The Istanbul Armenian Genocide memorial (or hushardzan, in Armenian), according to some sources, was a monument that became the first memorial dedicated to the victims of the Armenian genocide. According to the relevant sources, it was erected in 1919 at a site now partly located within today's Gezi Park, near Taksim Square in Istanbul, Turkey. The monument was located on the premises of the former Pangaltı Armenian Cemetery. In 1922, during the Turkish National Movement, the monument was dismantled and subsequently lost under unknown circumstances.

==History==
===Background===
The Armenian Genocide was the Ottoman government's systematic extermination of its minority Armenian subjects from their historic homeland within the territory constituting the present-day Republic of Turkey. The total number of people killed as a result has been estimated at between 1 and 1.5 million . In the aftermath of World War I, with the Ottoman Empire defeated, the Allied forces occupied various parts of the Ottoman Empire; the British seized control of Constantinople and the Bosporus. During this period, the first commemoration of the Armenian Genocide was organized on , the day that marked the beginning of the deportation of Armenian intellectuals. The commemoration, organized by a group of Armenian Genocide survivors, was held in Istanbul in 1919 at the local Holy Trinity Armenian church. Many prominent figures in the Armenian community participated in the commemoration. Following its initial commemoration in 1919, the date became the annual day of remembrance for the Armenian Genocide.

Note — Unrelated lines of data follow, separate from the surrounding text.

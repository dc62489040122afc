//! Session files: the ordered list of columns a run generates.
//!
//! TOML by default, JSON when the file ends in `.json`.

use std::path::Path;

use chrono::NaiveDate;
use serde::{Deserialize, Serialize};
use synthtab_generate::{
    GenerateOptions, GenerationEngine, GenerationErrors, GeneratorConfiguration, LocaleKey,
    Session,
};
use tracing::info;

use crate::CliError;
use crate::settings::CliSettings;

#[derive(Debug, Clone, Default, PartialEq, Serialize, Deserialize)]
#[serde(default)]
pub struct SessionFile {
    /// Overrides the settings seed.
    pub seed: Option<u64>,
    /// Overrides the settings locale.
    pub locale: Option<LocaleKey>,
    /// Reference date for age arithmetic.
    pub today: Option<NaiveDate>,
    pub columns: Vec<ColumnSpec>,
}

#[derive(Debug, Clone, PartialEq, Serialize, Deserialize)]
pub struct ColumnSpec {
    pub name: String,
    #[serde(default)]
    pub samples: Option<usize>,
    #[serde(default)]
    pub config: GeneratorConfiguration,
}

impl SessionFile {
    pub fn load(path: &Path) -> Result<Self, CliError> {
        let content = std::fs::read_to_string(path)?;
        let is_json = path
            .extension()
            .is_some_and(|extension| extension.eq_ignore_ascii_case("json"));
        if is_json {
            Ok(serde_json::from_str(&content)?)
        } else {
            Self::from_toml(&content)
        }
    }

    pub fn from_toml(content: &str) -> Result<Self, CliError> {
        Ok(toml::from_str(content)?)
    }

    /// Engine options; a command-line seed beats the file, which beats settings.
    pub fn options(&self, settings: &CliSettings, seed: Option<u64>) -> GenerateOptions {
        GenerateOptions {
            seed: seed.or(self.seed).or(settings.seed),
            locale: self.locale.unwrap_or(settings.locale),
            today: self.today,
        }
    }

    /// Generate the columns in order into a fresh session.
    ///
    /// Columns without a sample count use the settings default. The first
    /// rejected column stops the build.
    pub fn build(&self, settings: &CliSettings, seed: Option<u64>) -> Result<Session, CliError> {
        let options = self.options(settings, seed);
        info!(
            columns = self.columns.len(),
            seed = ?options.seed,
            locale = %options.locale,
            "building session"
        );
        let engine = GenerationEngine::new(options);

        let mut session = Session::new();
        for (position, spec) in self.columns.iter().enumerate() {
            let index = if position == 0 {
                0
            } else {
                session.add_new_column()
            };
            let rejected = |errors: GenerationErrors| CliError::Rejected {
                column: spec.name.clone(),
                errors,
            };
            session.set_column_name(index, &spec.name).map_err(rejected)?;
            let samples = spec.samples.unwrap_or(settings.default_samples);
            session
                .generate_column(index, samples, &spec.config, &engine)
                .map_err(rejected)?;
        }
        Ok(session)
    }
}

#[cfg(test)]
mod tests {
    use serde_json::json;
    use synthtab_core::ColumnType;

    use super::*;

    #[test]
    fn toml_leaves_stay_loose_until_validation() {
        let session = SessionFile::from_toml(
            r#"
seed = 7
today = "2024-06-15"

[[columns]]
name = "weight"
samples = 20

[columns.config]
columnType = "gamma"
gamma = { mean = 70, standardDeviation = "wide" }
rounding = { type = "decimal", value = 1 }
"#,
        )
        .expect("parse session");

        assert_eq!(session.seed, Some(7));
        let column = &session.columns[0];
        assert_eq!(column.samples, Some(20));
        assert_eq!(column.config.column_type, Some(ColumnType::Gamma));
        assert_eq!(column.config.gamma.mean, Some(json!(70)));
        assert_eq!(column.config.gamma.standard_deviation, Some(json!("wide")));
        assert_eq!(column.config.rounding.kind, Some(json!("decimal")));
    }

    #[test]
    fn demo_session_generates_every_column() {
        let path = Path::new(env!("CARGO_MANIFEST_DIR")).join("../../demos/people.toml");
        let file = SessionFile::load(&path).expect("load demo session");
        let session = file
            .build(&CliSettings::default(), None)
            .unwrap_or_else(|err| panic!("demo rejected: {err}"));

        let records = session.csv_records();
        assert_eq!(records[0].len(), file.columns.len());
        assert_eq!(records.len(), 51);

        let again = file.build(&CliSettings::default(), None).expect("rebuild");
        assert_eq!(again.csv_records(), records);
    }

    #[test]
    fn command_line_seed_beats_file_and_settings() {
        let settings = CliSettings {
            seed: Some(1),
            locale: LocaleKey::PtBr,
            ..CliSettings::default()
        };
        let mut file = SessionFile::default();
        assert_eq!(file.options(&settings, None).seed, Some(1));
        assert_eq!(file.options(&settings, None).locale, LocaleKey::PtBr);

        file.seed = Some(2);
        file.locale = Some(LocaleKey::EnUs);
        assert_eq!(file.options(&settings, None).seed, Some(2));
        assert_eq!(file.options(&settings, None).locale, LocaleKey::EnUs);
        assert_eq!(file.options(&settings, Some(3)).seed, Some(3));
    }

    #[test]
    fn columns_without_samples_use_the_settings_default() {
        let file = SessionFile::from_toml(
            r#"
seed = 5

[[columns]]
name = "score"
config = { columnType = "uniform", uniform = { min = 0, max = 10 } }

[[columns]]
name = "tier"
samples = 3
config = { columnType = "uniform", uniform = { min = 0, max = 1 } }
"#,
        )
        .expect("parse session");
        let settings = CliSettings {
            default_samples: 7,
            ..CliSettings::default()
        };

        let session = file.build(&settings, None).expect("build");
        let lengths: Vec<Option<usize>> =
            session.columns().iter().map(|column| column.len()).collect();
        assert_eq!(lengths, vec![Some(7), Some(3)]);
    }

    #[test]
    fn rejected_column_is_named_in_the_error() {
        let file = SessionFile::from_toml(
            r#"
[[columns]]
name = "broken"
config = { columnType = "gamma" }
"#,
        )
        .expect("parse session");

        match file.build(&CliSettings::default(), Some(1)) {
            Err(CliError::Rejected { column, errors }) => {
                assert_eq!(column, "broken");
                assert_eq!(errors.len(), 2);
            }
            other => panic!("expected a rejected column, got {other:?}"),
        }
    }
}
//! GoTrue auth API: sign-in, sign-up, sign-out, and session retrieval.

use serde::Deserialize;
use thiserror::Error;

#[cfg(feature = "web")]
use super::error::Error;
use super::Client;

/// The authenticated identity as returned by the auth API.
#[derive(Debug, Clone, PartialEq, Deserialize)]
pub struct AuthUser {
    pub id: String,
    pub email: Option<String>,
    #[serde(default)]
    pub user_metadata: UserMetadata,
}

/// Profile fields attached to the identity at sign-up.
#[derive(Debug, Clone, Default, PartialEq, Deserialize)]
pub struct UserMetadata {
    pub full_name: Option<String>,
}

impl AuthUser {
    /// Display name for the navbar: metadata name, else the email address.
    pub fn display_name(&self) -> &str {
        self.user_metadata
            .full_name
            .as_deref()
            .or(self.email.as_deref())
            .unwrap_or("Usuario")
    }
}

/// An active session issued by the auth API.
#[derive(Debug, Clone, PartialEq, Deserialize)]
pub struct Session {
    pub access_token: String,
    pub user: AuthUser,
}

/// Sign-in / sign-up form input, validated before any request is issued.
#[derive(Debug, Clone, Default, PartialEq)]
pub struct Credentials {
    pub email: String,
    pub password: String,
    /// Present only on sign-up.
    pub full_name: Option<String>,
}

#[derive(Debug, Error, PartialEq)]
pub enum CredentialsError {
    #[error("Email inválido")]
    InvalidEmail,
    #[error("La contraseña debe tener al menos 6 caracteres")]
    PasswordTooShort,
    #[error("El nombre debe tener al menos 2 caracteres")]
    NameTooShort,
}

impl Credentials {
    /// Checks the form fields; the first violation aborts the submission.
    pub fn validate(&self) -> Result<(), CredentialsError> {
        match self.email.split_once('@') {
            Some((local, domain)) if !local.is_empty() && !domain.is_empty() => {}
            _ => return Err(CredentialsError::InvalidEmail),
        }
        if self.password.chars().count() < 6 {
            return Err(CredentialsError::PasswordTooShort);
        }
        if let Some(name) = &self.full_name {
            if name.trim().chars().count() < 2 {
                return Err(CredentialsError::NameTooShort);
            }
        }
        Ok(())
    }
}

#[cfg(feature = "web")]
impl Client {
    /// Signs in with the password grant and returns the new session.
    pub async fn sign_in(&self, credentials: &Credentials) -> Result<Session, Error> {
        let url = format!(
            "{}/auth/v1/token?grant_type=password",
            self.config().url
        );
        let body = serde_json::json!({
            "email": credentials.email,
            "password": credentials.password,
        });
        let response = self.auth_request(&url, body).await?;

        response
            .json::<Session>()
            .await
            .map_err(|e| Error::Decode(e.to_string()))
    }

    /// Registers a new account, attaching the profile metadata the clinic
    /// expects (`full_name` plus the `veterinario` role).
    ///
    /// Returns the session when the backend auto-confirms the account, `None`
    /// when a confirmation email is pending.
    pub async fn sign_up(&self, credentials: &Credentials) -> Result<Option<Session>, Error> {
        let url = format!("{}/auth/v1/signup", self.config().url);
        let body = serde_json::json!({
            "email": credentials.email,
            "password": credentials.password,
            "data": {
                "full_name": credentials.full_name,
                "role": "veterinario",
            },
        });
        let response = self.auth_request(&url, body).await?;

        let value = response
            .json::<serde_json::Value>()
            .await
            .map_err(|e| Error::Decode(e.to_string()))?;
        if value.get("access_token").is_some() {
            let session = serde_json::from_value(value).map_err(|e| Error::Decode(e.to_string()))?;
            Ok(Some(session))
        } else {
            Ok(None)
        }
    }

    /// Revokes the current access token. Best effort: the local session is
    /// cleared regardless of the outcome.
    pub async fn sign_out(&self) -> Result<(), Error> {
        let url = format!("{}/auth/v1/logout", self.config().url);
        let response = reqwasm::http::Request::post(&url)
            .header("apikey", &self.config().anon_key)
            .header("Authorization", &format!("Bearer {}", self.bearer()))
            .send()
            .await
            .map_err(Error::from)?;

        let status = response.status();
        if (200..300).contains(&status) {
            Ok(())
        } else {
            Err(auth_error(status, response).await)
        }
    }

    /// Retrieves the identity behind the current access token.
    pub async fn get_user(&self) -> Result<AuthUser, Error> {
        let url = format!("{}/auth/v1/user", self.config().url);
        let response = reqwasm::http::Request::get(&url)
            .header("apikey", &self.config().anon_key)
            .header("Authorization", &format!("Bearer {}", self.bearer()))
            .send()
            .await
            .map_err(Error::from)?;

        let status = response.status();
        if !(200..300).contains(&status) {
            return Err(auth_error(status, response).await);
        }
        response
            .json::<AuthUser>()
            .await
            .map_err(|e| Error::Decode(e.to_string()))
    }

    async fn auth_request(
        &self,
        url: &str,
        body: serde_json::Value,
    ) -> Result<reqwasm::http::Response, Error> {
        if self.config().url.is_empty() || self.config().anon_key.is_empty() {
            return Err(Error::Config);
        }

        let response = reqwasm::http::Request::post(url)
            .header("apikey", &self.config().anon_key)
            .header("Content-Type", "application/json")
            .body(body.to_string())
            .send()
            .await
            .map_err(Error::from)?;

        let status = response.status();
        if (200..300).contains(&status) {
            Ok(response)
        } else {
            Err(auth_error(status, response).await)
        }
    }
}

/// Maps a failed auth response to [`Error::Auth`], preferring the
/// human-readable message fields GoTrue uses across its endpoints.
#[cfg(feature = "web")]
async fn auth_error(status: u16, response: reqwasm::http::Response) -> Error {
    let message = match response.text().await {
        Ok(body) => serde_json::from_str::<serde_json::Value>(&body)
            .ok()
            .and_then(|v| {
                ["error_description", "msg", "message"]
                    .iter()
                    .find_map(|key| v.get(key).and_then(|m| m.as_str().map(String::from)))
            })
            .unwrap_or_else(|| format!("Authentication failed with status {status}")),
        Err(_) => format!("Authentication failed with status {status}"),
    };
    Error::Auth(message)
}

#[cfg(test)]
mod tests {
    use super::*;

    /// Tests accepting a well-formed sign-in form.
    ///
    /// Expected: Ok(())
    #[test]
    fn accepts_valid_credentials() {
        let credentials = Credentials {
            email: "vet@clinica.mx".into(),
            password: "secret1".into(),
            full_name: None,
        };
        assert_eq!(credentials.validate(), Ok(()));
    }

    /// Tests rejecting an email without a domain part.
    ///
    /// Expected: InvalidEmail
    #[test]
    fn rejects_email_without_domain() {
        let credentials = Credentials {
            email: "vet@".into(),
            password: "secret1".into(),
            full_name: None,
        };
        assert_eq!(credentials.validate(), Err(CredentialsError::InvalidEmail));
    }

    /// Tests rejecting a five-character password.
    ///
    /// Expected: PasswordTooShort
    #[test]
    fn rejects_short_password() {
        let credentials = Credentials {
            email: "vet@clinica.mx".into(),
            password: "12345".into(),
            full_name: None,
        };
        assert_eq!(
            credentials.validate(),
            Err(CredentialsError::PasswordTooShort)
        );
    }

    /// Tests rejecting a one-character full name on sign-up.
    ///
    /// Expected: NameTooShort
    #[test]
    fn rejects_short_full_name() {
        let credentials = Credentials {
            email: "vet@clinica.mx".into(),
            password: "secret1".into(),
            full_name: Some("J".into()),
        };
        assert_eq!(credentials.validate(), Err(CredentialsError::NameTooShort));
    }

    /// Tests the display-name fallback chain.
    ///
    /// Expected: metadata name wins, then email.
    #[test]
    fn resolves_display_name() {
        let mut user = AuthUser {
            id: "u1".into(),
            email: Some("vet@clinica.mx".into()),
            user_metadata: UserMetadata {
                full_name: Some("Dra. Rivera".into()),
            },
        };
        assert_eq!(user.display_name(), "Dra. Rivera");

        user.user_metadata.full_name = None;
        assert_eq!(user.display_name(), "vet@clinica.mx");
    }
}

===Monument's inauguration===
After the first commemoration, plans were implemented to build a monument dedicated to the victims of the genocide. A committee was formed to carry out the project. It was eventually erected in 1919 and was located on the premises of the Pangaltı Armenian Cemetery. The cemetery, which was to be later demolished and confiscated by the Turkish government in the 1930s, was located in today's Gezi Park near the Taksim Square in Istanbul. The monument became the first memorial dedicated to the victims of the Armenian Genocide.

In 1922, during the resurgence of the Turkish National Movement, the monument was dismantled and subsequently lost under unknown circumstances. According to historian Kevork Pamukçuyan, the base of the monument was last seen in the gardens of the Harbiye Military Barracks (which now houses the Istanbul Military Museum).

==Legacy==
It is said that the monument was featured on the cover of a 1919 book dedicated to the memory of the victims of the genocide written by Teotig, the prominent Armenian writer and publisher.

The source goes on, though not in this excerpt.